A district court’s determination of state law is also reviewed de novo. Salve Regina College v. Russell, 499 U.S. 225, 231, 111 S.Ct. 1217, 113 L.Ed.2d 190 (1991). In the absence of a final decision by the state’s highest court on the issue at hand, it is the duty of the federal court to determine, in its best judgment, how the highest court of the state would resolve the issue if presented with the same case. Transcon. Gas Pipe Line Corp. v. Transp. Ins. Co., 953 F.2d 985, 988 (5th Cir.1992).
I. Interpretation of Louisiana’s Public Works Act
Under the Public Works Act, whenever a public entity enters into a contract for the construction, alteration, or repair of any public work in excess of $25,000, the contractor is required to obtain a bond with a surety. La.Rev.Stat. 38:2441. The statute requires the bond for the purpose of protecting persons contributing to the construction or repair of public works; i.e., subcontractors, laborers and other persons not in direct privity with the public entity. James S. Holliday, Jr. & H. Bruce Shreves, Louisiana Construction Law Manual 196 (1991).
In order for a subcontractor or laborer to protect their claim, they must file a sworn statement of the amount due with the governing authority having the work done and record it in the office of the recorder of mortgages for the parish in which the work is done. La.Rev.Stat. 38:2242. The sworn statement must be filed after the maturity of his claim and within 45 days after the recordation of acceptance of the work. Id. § 2242.
The controversy at issue here centers on whether the Claimants timely filed their claim statements. A certificate of substantial completion was signed by Whitaker and the City and filed in Caddo Parish on January 10, 2002. The Claimants argue that the acceptance was premature, and therefore a nullity, and as a result the 45-day time period never expired because it never began to run. Whitaker counters that the recordation of acceptance was valid, and therefore, the Claimants were required to file their claims by February 24, 2002. Our resolution of the dispute depends on our interpretation of the relevant statute defining the requirements for proper recordation of acceptance.
A. Parties’ Arguments
Section 2241.1 of the Public Works Act provides in relevant part that:
Whenever the public entity enters into a contract for the construction, alteration, or repair of any public works … the official representative of the public entity shall have recorded in the office of the recorder of mortgages, in the parish where the work has been done, an acceptance of said work or of any specified area thereof upon substantial completion of the work. This acceptance shall not be executed except upon the recommendation of the architect or engineer of the public entity whose recommendation may be made upon completion or substantial completion of said public works within thirty days of completion of the project.
La.Rev.Stat. 38:2241.1. Specifically at issue is what “within thirty days of completion of the project” modifies. This latter phrase was added to the statute by a 1991 amendment. 1991 La. Sess. Law Serv. 947 (West).
Whitaker contends the grammatical structure of the revised sentence makes plain that the purpose of the 1991 amendment was to place a deadline on the architect or engineer responsible for recommending acceptance.
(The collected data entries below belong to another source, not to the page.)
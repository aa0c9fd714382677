use composer_core::{MessageId, QueuedMessage};
use thiserror::Error;

pub const HELP: &str = "\
Type a message and press Enter to send it (queued while the agent is busy).
  /queue                 list queued messages
  /rm <id>               remove a queued message
  /clear                 remove every queued message
  /edit <id> <text>      replace a queued message
  /begin-edit <id>       hold a queued message while you edit it
  /end-edit              release the held message
  /move <id> <position>  move a queued message (1 = next to send)
  /send <id>             send a queued message right away
  /stop                  cancel the agent and pause the queue
  /up, /down             recall older or newer sent messages
  (empty line)           send the recalled message
  //text                 send text starting with a slash
  /help                  show this help
  /quit, /exit           leave";

#[derive(Debug, Clone, PartialEq, Eq)]
pub enum Command {
    Submit(String),
    SubmitRecalled,
    ShowQueue,
    Remove(MessageId),
    Clear,
    Edit { id: MessageId, text: String },
    BeginEdit(MessageId),
    EndEdit,
    Move { id: MessageId, position: usize },
    SendNow(MessageId),
    Stop,
    HistoryUp,
    HistoryDown,
    Help,
    Quit,
}

#[derive(Debug, Clone, PartialEq, Eq, Error)]
pub enum CommandError {
    #[error("unknown command /{0}, try /help")]
    Unknown(String),
    #[error("/{command} expects {expected}")]
    Usage {
        command: &'static str,
        expected: &'static str,
    },
}

/// Parses one input line.
pub fn parse(line: &str) -> Result<Command, CommandError> {
    let line = line.trim_end_matches(['\r', '\n']);
    if line.trim().is_empty() {
        return Ok(Command::SubmitRecalled);
    }
    if let Some(literal) = line.strip_prefix("//") {
        return Ok(Command::Submit(format!("/{literal}")));
    }
    let Some(body) = line.trim_start().strip_prefix('/') else {
        return Ok(Command::Submit(line.to_string()));
    };

    let (name, rest) = match body.split_once(char::is_whitespace) {
        Some((name, rest)) => (name, rest.trim()),
        None => (body, ""),
    };

    match name {
        "queue" | "q" => Ok(Command::ShowQueue),
        "rm" => Ok(Command::Remove(id_arg(rest, "rm")?)),
        "clear" => Ok(Command::Clear),
        "edit" => {
            let (id, text) = rest.split_once(char::is_whitespace).ok_or(CommandError::Usage {
                command: "edit",
                expected: "<id> <text>",
            })?;
            Ok(Command::Edit {
                id: id_arg(id, "edit")?,
                text: text.trim().to_string(),
            })
        }
        "begin-edit" => Ok(Command::BeginEdit(id_arg(rest, "begin-edit")?)),
        "end-edit" => Ok(Command::EndEdit),
        "move" => {
            let usage = CommandError::Usage {
                command: "move",
                expected: "<id> <position>",
            };
            let mut parts = rest.split_whitespace();
            let (Some(id), Some(position), None) = (parts.next(), parts.next(), parts.next())
            else {
                return Err(usage);
            };
            let id = id.parse().map_err(|_| usage.clone())?;
            let position = position
                .parse::<usize>()
                .ok()
                .filter(|position| *position > 0)
                .ok_or(usage)?;
            Ok(Command::Move { id, position })
        }
        "send" => Ok(Command::SendNow(id_arg(rest, "send")?)),
        "stop" => Ok(Command::Stop),
        "up" => Ok(Command::HistoryUp),
        "down" => Ok(Command::HistoryDown),
        "help" | "?" => Ok(Command::Help),
        "quit" | "exit" => Ok(Command::Quit),
        other => Err(CommandError::Unknown(other.to_string())),
    }
}

fn id_arg(arg: &str, command: &'static str) -> Result<MessageId, CommandError> {
    arg.trim().parse().map_err(|_| CommandError::Usage {
        command,
        expected: "a numeric <id>",
    })
}

/// Queue order after moving `id` to the 1-based `position`.
///
/// Positions past the end move the entry to the tail. `None` when `id` is
/// not queued.
pub fn reordered_ids(
    queue: &[QueuedMessage],
    id: MessageId,
    position: usize,
) -> Option<Vec<MessageId>> {
    let mut ids: Vec<MessageId> = queue.iter().map(|message| message.id).collect();
    let from = ids.iter().position(|candidate| *candidate == id)?;
    let moved = ids.remove(from);
    let to = position.saturating_sub(1).min(ids.len());
    ids.insert(to, moved);
    Some(ids)
}

#[cfg(test)]
mod tests {
    use super::*;
    use pretty_assertions::assert_eq;

    fn queue(ids: &[MessageId]) -> Vec<QueuedMessage> {
        ids.iter()
            .map(|id| QueuedMessage {
                id: *id,
                content: format!("m{id}"),
                enqueued_at: *id,
            })
            .collect()
    }

    #[test]
    fn plain_text_is_submitted_verbatim() {
        assert_eq!(parse("  hello there \n"), Ok(Command::Submit("  hello there ".into())));
        assert_eq!(parse("//etc/hosts"), Ok(Command::Submit("/etc/hosts".into())));
        assert_eq!(parse("   "), Ok(Command::SubmitRecalled));
    }

    #[test]
    fn queue_commands_take_ids() {
        assert_eq!(parse("/rm 4"), Ok(Command::Remove(4)));
        assert_eq!(parse("/send 2"), Ok(Command::SendNow(2)));
        assert_eq!(parse("/begin-edit 7"), Ok(Command::BeginEdit(7)));
        assert_eq!(
            parse("/edit 3   new words here"),
            Ok(Command::Edit {
                id: 3,
                text: "new words here".into()
            })
        );
        assert_eq!(parse("/move 5 1"), Ok(Command::Move { id: 5, position: 1 }));
    }

    #[test]
    fn simple_commands() {
        assert_eq!(parse("/queue"), Ok(Command::ShowQueue));
        assert_eq!(parse("/clear"), Ok(Command::Clear));
        assert_eq!(parse("/end-edit"), Ok(Command::EndEdit));
        assert_eq!(parse("/stop"), Ok(Command::Stop));
        assert_eq!(parse("/up"), Ok(Command::HistoryUp));
        assert_eq!(parse("/down"), Ok(Command::HistoryDown));
        assert_eq!(parse("/exit"), Ok(Command::Quit));
    }

    #[test]
    fn bad_arguments_are_reported() {
        assert!(matches!(parse("/rm"), Err(CommandError::Usage { command: "rm", .. })));
        assert!(matches!(parse("/rm x"), Err(CommandError::Usage { .. })));
        assert!(matches!(parse("/edit 3"), Err(CommandError::Usage { command: "edit", .. })));
        assert!(matches!(parse("/move 3 0"), Err(CommandError::Usage { command: "move", .. })));
        assert!(matches!(parse("/move 3 1 2"), Err(CommandError::Usage { .. })));
        assert_eq!(parse("/frobnicate"), Err(CommandError::Unknown("frobnicate".into())));
    }

    #[test]
    fn moving_rebuilds_the_order() {
        let queue = queue(&[1, 2, 3, 4]);
        assert_eq!(reordered_ids(&queue, 3, 1), Some(vec![3, 1, 2, 4]));
        assert_eq!(reordered_ids(&queue, 1, 3), Some(vec![2, 3, 1, 4]));
        assert_eq!(reordered_ids(&queue, 2, 99), Some(vec![1, 3, 4, 2]));
        assert_eq!(reordered_ids(&queue, 9, 1), None);
    }
}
Whitaker presents a hyper-technical analysis of the disputed sentence that dissects its syntax and structure, illuminating the prepositional and subordinate phrases and seeking to connect them to compound objects and adjective clauses. Whitaker’s main argument is that the phrase “within thirty days” modifies “recommendation of the architect or engineer.” Whitaker asserts that the result is the sentence should be read: “acceptance shall not be executed except upon the recommendation of the architect or engineer of the public entity [whose recommendation may be made upon completion or substantial completion of said public works] within thirty days of completion of the project.” In other words, the City’s designated architect may accept the public work either upon completion or substantial completion, but regardless, the architect or engineer must accept the public work within thirty days of completion of the project. Whitaker asserts that the amendment was added to address the evil of slow architects and engineers delaying the recordation of acceptances.
The Claimants, unsurprisingly, disagree. The Claimants instead argue that the legislature added the 1991 amendment in order to address an inverse problem, namely, prematurely recorded acceptances. Prior to the amendment, the Claimants argue that the broad language of the statute allowed contractors and public entities to abuse their discretion by recording acceptances significantly premature. The purpose of the amendment, they assert, is to prevent situations exactly like the one at hand where certificates of substantial completion are filed months before actual completion. Furthermore, they assert that based on the plain language of the statute the sentence should be read: “acceptance shall not be executed except upon the recommendation of the architect or engineer of the public entity whose recommendation may be made upon [completion] or [substantial completion of said public works within thirty days of completion of the project].” The Claimants are essentially asserting that the City’s architect is given the option of accepting the public work upon completion of the project or upon substantial completion of the project, but acceptance in the latter circumstance is perfected only if completion follows within thirty days. The Claimants argue that if the architect or engineer accepts the project upon substantial completion but completion does not occur within thirty days, then the previously recorded acceptance is null as premature. The Claimants’ arguments were accepted by the bankruptcy court and upon appeal were adopted by the district court.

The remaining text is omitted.